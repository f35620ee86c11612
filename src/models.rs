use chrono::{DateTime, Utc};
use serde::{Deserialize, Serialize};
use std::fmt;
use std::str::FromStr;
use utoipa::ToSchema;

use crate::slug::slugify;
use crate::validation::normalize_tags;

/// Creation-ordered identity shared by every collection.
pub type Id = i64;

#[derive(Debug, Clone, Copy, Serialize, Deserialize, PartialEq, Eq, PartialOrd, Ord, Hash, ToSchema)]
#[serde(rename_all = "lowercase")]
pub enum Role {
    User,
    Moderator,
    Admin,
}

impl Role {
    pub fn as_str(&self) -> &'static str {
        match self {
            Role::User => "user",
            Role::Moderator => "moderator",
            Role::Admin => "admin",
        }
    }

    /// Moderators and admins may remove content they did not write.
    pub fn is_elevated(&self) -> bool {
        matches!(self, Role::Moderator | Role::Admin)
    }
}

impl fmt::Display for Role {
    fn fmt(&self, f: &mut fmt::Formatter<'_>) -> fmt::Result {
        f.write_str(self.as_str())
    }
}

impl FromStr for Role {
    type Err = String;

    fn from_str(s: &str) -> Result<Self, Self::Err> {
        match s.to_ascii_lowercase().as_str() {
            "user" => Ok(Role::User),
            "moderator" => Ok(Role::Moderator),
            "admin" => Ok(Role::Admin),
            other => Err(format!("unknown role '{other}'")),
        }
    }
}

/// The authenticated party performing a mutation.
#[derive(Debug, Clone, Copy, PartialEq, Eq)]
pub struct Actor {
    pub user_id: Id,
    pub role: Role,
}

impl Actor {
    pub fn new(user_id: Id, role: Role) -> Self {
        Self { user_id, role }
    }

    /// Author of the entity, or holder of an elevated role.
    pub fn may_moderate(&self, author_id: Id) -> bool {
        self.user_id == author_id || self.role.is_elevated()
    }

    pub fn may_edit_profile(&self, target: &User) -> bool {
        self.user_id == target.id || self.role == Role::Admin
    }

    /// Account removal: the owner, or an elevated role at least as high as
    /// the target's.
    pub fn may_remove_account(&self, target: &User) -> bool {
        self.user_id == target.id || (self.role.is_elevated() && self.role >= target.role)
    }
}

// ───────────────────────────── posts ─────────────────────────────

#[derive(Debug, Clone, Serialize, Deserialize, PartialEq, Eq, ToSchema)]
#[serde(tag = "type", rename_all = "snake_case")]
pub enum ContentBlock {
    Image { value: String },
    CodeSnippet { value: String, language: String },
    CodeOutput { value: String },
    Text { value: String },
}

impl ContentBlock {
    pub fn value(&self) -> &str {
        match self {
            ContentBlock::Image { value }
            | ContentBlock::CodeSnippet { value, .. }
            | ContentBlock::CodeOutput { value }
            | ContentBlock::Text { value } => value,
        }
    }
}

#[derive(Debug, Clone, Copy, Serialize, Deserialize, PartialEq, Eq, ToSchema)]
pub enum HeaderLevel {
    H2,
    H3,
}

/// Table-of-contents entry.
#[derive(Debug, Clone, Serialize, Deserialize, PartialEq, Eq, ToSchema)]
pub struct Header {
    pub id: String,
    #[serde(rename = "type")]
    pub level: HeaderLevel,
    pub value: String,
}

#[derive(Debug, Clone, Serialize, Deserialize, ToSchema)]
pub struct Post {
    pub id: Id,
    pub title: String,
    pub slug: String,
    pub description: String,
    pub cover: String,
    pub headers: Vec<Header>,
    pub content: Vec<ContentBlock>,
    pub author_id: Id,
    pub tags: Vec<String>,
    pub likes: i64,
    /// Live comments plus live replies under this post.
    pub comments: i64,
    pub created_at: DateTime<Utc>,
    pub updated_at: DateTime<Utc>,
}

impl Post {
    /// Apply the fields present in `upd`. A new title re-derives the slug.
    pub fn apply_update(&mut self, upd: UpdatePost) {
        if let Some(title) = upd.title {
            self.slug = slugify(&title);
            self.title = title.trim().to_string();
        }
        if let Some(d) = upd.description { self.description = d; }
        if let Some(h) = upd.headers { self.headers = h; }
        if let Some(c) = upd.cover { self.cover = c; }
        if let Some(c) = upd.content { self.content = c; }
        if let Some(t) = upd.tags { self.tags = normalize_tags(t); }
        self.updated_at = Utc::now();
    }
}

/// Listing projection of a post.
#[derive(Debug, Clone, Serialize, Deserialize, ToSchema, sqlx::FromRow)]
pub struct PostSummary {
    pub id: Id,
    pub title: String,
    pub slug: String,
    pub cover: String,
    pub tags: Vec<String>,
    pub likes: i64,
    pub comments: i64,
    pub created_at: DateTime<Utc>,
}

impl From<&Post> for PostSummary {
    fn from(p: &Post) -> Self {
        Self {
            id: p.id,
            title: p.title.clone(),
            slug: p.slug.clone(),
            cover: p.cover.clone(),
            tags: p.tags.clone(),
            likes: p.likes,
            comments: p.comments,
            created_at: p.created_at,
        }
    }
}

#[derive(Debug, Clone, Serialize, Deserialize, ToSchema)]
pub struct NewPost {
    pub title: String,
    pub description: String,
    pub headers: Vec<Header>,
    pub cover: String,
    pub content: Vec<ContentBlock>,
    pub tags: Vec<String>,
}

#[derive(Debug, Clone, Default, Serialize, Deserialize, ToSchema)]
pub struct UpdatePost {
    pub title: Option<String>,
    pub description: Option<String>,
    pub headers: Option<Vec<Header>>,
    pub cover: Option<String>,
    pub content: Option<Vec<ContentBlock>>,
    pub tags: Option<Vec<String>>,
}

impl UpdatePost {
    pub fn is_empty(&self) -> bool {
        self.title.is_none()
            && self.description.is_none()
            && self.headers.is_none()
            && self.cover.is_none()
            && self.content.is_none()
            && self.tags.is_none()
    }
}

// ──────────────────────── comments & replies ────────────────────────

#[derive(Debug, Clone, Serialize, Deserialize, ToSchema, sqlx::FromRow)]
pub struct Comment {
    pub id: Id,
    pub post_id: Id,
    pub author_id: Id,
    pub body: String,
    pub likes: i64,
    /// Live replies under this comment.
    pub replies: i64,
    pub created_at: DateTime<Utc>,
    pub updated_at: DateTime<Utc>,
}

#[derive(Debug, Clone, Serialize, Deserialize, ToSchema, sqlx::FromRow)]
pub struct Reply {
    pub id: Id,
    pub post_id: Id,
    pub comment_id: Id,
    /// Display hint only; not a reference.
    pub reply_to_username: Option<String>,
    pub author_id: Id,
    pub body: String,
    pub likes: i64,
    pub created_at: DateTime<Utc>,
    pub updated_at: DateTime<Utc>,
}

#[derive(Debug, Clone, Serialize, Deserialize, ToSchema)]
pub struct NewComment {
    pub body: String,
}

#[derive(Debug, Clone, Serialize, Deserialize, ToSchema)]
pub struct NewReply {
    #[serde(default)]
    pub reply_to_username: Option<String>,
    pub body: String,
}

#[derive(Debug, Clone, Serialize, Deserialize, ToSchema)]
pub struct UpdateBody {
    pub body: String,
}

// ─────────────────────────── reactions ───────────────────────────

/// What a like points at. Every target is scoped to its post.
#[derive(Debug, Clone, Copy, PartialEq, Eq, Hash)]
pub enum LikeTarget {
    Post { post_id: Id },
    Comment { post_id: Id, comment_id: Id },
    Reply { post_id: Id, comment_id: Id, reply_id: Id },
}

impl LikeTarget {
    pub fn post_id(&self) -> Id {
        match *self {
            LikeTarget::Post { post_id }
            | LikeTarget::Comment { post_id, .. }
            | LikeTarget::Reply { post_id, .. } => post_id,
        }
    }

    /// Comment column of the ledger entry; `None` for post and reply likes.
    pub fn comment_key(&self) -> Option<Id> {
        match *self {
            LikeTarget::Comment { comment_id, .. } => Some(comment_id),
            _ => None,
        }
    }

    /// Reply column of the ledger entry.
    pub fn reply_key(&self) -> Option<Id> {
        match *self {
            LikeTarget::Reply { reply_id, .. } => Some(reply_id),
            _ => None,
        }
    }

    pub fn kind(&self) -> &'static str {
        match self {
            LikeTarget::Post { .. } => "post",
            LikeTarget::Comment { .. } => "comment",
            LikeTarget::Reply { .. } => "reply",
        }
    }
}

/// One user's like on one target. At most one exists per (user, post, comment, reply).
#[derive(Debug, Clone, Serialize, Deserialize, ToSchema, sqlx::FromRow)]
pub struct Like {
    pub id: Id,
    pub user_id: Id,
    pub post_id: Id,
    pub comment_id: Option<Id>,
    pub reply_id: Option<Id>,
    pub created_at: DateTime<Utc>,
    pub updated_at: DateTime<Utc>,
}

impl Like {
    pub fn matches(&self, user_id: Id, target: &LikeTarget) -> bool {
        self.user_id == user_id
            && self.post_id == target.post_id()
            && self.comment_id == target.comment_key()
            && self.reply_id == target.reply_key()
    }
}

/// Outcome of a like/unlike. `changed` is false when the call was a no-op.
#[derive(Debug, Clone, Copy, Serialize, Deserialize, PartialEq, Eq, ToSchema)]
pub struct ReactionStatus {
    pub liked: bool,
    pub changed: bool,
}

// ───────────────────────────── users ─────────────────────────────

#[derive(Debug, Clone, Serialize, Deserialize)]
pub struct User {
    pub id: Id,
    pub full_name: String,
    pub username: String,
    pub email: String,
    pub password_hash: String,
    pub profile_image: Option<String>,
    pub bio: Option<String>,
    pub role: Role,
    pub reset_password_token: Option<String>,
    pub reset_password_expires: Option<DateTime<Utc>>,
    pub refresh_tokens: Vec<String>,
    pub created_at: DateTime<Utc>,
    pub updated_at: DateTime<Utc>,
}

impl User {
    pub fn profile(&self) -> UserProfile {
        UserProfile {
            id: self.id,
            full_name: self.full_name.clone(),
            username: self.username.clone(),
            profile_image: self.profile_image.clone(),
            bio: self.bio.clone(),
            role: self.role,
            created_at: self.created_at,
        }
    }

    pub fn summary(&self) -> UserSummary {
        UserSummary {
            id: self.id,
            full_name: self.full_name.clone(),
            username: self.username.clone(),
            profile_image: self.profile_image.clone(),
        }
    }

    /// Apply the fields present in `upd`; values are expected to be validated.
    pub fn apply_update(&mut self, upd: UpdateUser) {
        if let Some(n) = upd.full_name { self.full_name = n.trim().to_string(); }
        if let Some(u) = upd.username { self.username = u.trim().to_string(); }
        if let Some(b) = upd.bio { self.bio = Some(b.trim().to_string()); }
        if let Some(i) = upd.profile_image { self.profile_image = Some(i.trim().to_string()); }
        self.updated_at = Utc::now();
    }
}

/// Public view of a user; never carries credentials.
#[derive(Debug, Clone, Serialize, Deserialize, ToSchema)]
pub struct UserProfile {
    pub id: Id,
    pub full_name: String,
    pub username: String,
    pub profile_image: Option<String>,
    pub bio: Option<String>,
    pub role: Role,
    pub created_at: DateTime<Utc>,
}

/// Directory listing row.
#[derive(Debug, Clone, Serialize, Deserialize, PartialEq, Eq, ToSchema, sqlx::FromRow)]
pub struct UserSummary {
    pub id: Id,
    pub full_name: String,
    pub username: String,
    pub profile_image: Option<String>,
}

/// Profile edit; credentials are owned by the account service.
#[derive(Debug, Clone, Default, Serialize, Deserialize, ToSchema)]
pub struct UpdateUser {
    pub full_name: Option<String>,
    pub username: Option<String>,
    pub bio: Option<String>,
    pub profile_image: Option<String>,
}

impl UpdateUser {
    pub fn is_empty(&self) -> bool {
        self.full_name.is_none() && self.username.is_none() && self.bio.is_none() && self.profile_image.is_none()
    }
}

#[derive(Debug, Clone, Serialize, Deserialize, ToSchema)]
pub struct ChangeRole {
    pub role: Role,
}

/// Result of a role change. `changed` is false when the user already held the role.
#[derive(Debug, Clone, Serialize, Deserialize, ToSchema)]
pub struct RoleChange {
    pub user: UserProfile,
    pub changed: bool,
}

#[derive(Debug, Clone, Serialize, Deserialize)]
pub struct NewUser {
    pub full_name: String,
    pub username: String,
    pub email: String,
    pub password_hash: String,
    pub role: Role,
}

:: Work item ::
Show the lines of the listing above with "CodeSnippet".

:: Result for this exercise ::
    CodeSnippet { value: String, language: String },
            | ContentBlock::CodeSnippet { value, .. }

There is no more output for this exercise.